§ **Your objective**
From the entries, return every line where the string "common" shows up.

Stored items
use clap::Subcommand;
use lifedash_core::dashboard::{CardSelection, CARD_CATALOG};

use crate::common::{self, CliResult};

#[derive(Subcommand)]
pub enum CardsAction {
    /// Show the selected cards and the full catalog
    List,
    /// Add a card to the dashboard
    Add { id: String },
    /// Remove a card from the dashboard
    Remove { id: String },
}

pub fn run(action: CardsAction) -> CliResult {
    let path = common::cards_path()?;
    let mut selection = CardSelection::load(&path);

    match action {
        CardsAction::List => {
            println!("selected:");
            for card in selection.cards() {
                println!("  {} - {} ({})", card.id, card.title, card.route);
            }
            println!("catalog:");
            for card in CARD_CATALOG {
                println!("  {} - {}", card.id, card.title);
            }
        }
        CardsAction::Add { id } => {
            selection.add(&id)?;
            selection.save(&path)?;
            println!("added {id}");
        }
        CardsAction::Remove { id } => {
            if selection.remove(&id) {
                selection.save(&path)?;
                println!("removed {id}");
            } else {
                println!("{id} was not selected");
            }
        }
    }
    Ok(())
}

§ **Task response**
use crate::common::{self, CliResult};
    let path = common::cards_path()?;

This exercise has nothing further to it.